Dataset entries:
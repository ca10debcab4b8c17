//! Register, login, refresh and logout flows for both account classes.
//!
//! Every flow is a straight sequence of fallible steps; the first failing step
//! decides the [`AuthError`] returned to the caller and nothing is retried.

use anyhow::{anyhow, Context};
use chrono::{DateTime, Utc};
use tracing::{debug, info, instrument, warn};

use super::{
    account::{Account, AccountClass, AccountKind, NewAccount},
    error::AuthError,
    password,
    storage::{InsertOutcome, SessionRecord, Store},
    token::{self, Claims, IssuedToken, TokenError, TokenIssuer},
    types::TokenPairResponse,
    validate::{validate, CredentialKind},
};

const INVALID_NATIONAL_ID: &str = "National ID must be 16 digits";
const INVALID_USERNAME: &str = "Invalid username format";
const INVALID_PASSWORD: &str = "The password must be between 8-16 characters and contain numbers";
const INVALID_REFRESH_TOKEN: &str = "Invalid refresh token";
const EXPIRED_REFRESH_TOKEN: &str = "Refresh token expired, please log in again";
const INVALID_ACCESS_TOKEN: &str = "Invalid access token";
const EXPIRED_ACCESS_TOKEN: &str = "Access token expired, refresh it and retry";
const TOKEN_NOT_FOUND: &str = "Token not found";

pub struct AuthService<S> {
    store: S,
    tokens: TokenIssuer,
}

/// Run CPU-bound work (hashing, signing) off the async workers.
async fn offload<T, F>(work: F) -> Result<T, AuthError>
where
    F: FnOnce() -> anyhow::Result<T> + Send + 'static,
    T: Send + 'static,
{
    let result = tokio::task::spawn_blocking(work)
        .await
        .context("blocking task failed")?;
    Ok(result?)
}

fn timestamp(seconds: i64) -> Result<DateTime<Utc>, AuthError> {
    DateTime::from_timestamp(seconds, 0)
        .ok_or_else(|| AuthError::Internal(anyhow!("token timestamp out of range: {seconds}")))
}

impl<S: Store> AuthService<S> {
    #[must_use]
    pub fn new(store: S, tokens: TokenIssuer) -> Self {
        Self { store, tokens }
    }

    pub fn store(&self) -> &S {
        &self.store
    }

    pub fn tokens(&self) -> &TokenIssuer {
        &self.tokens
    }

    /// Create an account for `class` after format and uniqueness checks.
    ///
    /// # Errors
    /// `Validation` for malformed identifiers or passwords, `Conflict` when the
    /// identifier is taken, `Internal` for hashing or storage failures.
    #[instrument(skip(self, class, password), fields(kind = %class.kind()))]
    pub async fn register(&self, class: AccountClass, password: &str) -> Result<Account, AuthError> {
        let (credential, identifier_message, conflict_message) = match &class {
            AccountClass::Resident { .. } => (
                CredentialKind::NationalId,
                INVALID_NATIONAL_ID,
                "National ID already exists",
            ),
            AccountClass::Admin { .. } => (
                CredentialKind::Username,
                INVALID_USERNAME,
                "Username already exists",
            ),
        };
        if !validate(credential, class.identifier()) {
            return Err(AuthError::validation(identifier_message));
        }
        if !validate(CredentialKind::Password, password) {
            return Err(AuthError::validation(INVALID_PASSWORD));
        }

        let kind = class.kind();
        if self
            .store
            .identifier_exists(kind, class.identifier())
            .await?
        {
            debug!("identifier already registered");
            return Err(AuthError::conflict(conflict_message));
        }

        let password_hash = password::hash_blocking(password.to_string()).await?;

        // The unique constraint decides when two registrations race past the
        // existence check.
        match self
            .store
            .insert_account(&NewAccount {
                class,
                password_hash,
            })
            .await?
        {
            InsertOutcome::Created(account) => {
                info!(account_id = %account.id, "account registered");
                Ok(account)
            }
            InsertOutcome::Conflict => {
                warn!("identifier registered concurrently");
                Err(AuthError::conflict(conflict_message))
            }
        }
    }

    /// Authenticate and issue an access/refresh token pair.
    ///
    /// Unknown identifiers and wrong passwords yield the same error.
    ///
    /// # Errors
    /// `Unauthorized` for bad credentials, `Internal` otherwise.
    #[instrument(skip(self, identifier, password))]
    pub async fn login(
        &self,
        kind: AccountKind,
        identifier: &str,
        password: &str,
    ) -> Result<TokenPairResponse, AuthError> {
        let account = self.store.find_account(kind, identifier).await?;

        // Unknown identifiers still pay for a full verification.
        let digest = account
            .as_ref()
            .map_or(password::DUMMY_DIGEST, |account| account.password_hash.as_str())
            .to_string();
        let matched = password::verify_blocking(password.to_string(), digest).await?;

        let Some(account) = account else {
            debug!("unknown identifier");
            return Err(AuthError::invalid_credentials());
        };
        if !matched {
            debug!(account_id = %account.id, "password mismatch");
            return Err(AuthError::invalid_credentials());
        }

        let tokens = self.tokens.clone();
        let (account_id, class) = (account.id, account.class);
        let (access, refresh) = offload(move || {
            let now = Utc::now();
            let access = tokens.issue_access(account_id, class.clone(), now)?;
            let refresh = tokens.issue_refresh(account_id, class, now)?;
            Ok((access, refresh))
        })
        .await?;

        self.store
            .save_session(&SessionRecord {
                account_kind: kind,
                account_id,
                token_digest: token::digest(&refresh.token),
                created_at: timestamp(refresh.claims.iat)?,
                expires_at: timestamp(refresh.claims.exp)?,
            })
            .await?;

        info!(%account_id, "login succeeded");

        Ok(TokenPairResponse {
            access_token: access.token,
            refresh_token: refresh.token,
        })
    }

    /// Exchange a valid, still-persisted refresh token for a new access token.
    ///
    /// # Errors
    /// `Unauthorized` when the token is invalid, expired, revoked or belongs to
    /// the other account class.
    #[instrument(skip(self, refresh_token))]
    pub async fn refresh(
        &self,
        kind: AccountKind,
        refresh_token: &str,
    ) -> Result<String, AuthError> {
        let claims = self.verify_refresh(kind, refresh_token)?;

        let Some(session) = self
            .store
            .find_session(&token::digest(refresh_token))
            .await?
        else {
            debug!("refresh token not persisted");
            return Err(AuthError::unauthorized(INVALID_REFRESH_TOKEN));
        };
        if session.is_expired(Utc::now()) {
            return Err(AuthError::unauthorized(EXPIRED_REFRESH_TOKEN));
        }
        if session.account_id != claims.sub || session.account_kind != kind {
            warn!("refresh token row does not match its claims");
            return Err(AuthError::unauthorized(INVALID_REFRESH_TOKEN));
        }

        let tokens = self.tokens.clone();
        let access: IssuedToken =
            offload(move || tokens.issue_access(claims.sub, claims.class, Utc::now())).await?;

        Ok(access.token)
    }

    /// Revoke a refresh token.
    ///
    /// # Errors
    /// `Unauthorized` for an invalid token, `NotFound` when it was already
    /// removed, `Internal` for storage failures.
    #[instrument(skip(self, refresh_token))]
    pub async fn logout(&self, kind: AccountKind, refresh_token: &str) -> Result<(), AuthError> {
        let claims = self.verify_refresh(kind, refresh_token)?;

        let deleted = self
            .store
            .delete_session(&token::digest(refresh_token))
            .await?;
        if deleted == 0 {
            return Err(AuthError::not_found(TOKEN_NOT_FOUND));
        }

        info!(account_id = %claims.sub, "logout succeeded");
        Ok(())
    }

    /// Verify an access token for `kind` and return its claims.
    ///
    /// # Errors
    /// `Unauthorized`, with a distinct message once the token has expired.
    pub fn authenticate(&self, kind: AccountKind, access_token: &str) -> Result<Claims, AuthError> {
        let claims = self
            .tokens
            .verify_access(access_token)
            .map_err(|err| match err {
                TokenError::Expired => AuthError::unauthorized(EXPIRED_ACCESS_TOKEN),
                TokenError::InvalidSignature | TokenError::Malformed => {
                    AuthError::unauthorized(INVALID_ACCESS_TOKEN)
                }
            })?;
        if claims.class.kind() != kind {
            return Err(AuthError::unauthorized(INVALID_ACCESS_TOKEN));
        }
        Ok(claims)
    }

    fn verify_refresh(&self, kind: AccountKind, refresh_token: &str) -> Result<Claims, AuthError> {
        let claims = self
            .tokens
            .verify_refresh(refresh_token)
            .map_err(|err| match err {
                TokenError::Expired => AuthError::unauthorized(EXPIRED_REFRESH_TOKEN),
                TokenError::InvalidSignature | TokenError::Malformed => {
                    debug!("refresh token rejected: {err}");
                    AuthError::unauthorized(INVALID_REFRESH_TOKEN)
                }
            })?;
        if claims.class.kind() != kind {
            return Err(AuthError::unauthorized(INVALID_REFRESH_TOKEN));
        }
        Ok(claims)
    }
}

Problem details: A complete answer gives every line of the data that includes "succeeded".

Solution for this task:
        info!(%account_id, "login succeeded");
        info!(account_id = %claims.sub, "logout succeeded");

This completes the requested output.